1. Some foods became expensive.

Appallingly, vegetables and fruits I used to buy often suddenly became expensive in Manila. A zucchini can now cost as much as $4. Each. It’s also not the season for sweet potatoes, one of my main staples, and the ones I managed to find looked like shriveled bull’s testicles. It was quite frustrating. So I switched zucchinis for carrots, and I started incorporating more whole wheat bread into my diet. Hey, a girl’s gotta eat.

2. Things became too routine.

When transiting through several of Brazil’s airports, I went through 25% of my stash of 66 protein balls because I was desperate. That’s a lot of peanut butter and oatmeal. And so I was not in the mood to eat them again for the moment. I didn’t want to rewrite the playbook that been working for me so far, so instead I searched for other recipes that call for similar ingredients.

3. I miss certain foods in the Amazon.

It was also easy to whine about not having some things you got used to. There is no direct solution for this, as most of the things I loved in South America are impossible to find in Southeast Asia. Instead, I focused on trying to replicate certain textures and flavor profiles of these dishes, which were the ones that made me like these strange meals to begin with.

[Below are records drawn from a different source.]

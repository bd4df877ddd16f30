pub mod engine;
pub mod http_ocr;

// Re-export main types
pub use engine::{ProgressSink, RecognitionEngine};
pub use http_ocr::HttpRecognitionEngine;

4. I freaking miss the rainforest.

Ambience is what made eating in the Amazon so unique and so I was missing an entire ecosystem, including the butterflies and dragonflies that would randomly pop by on the dinner table, the sounds of the rainforest, and all the shades of green. No indoor succulent can possibly make up for this, so eating in the city became two dimensional and boring. I tried, but there is no solution for this, though I suppose this is what made the Amazon so special to begin with—it’s irreplaceable.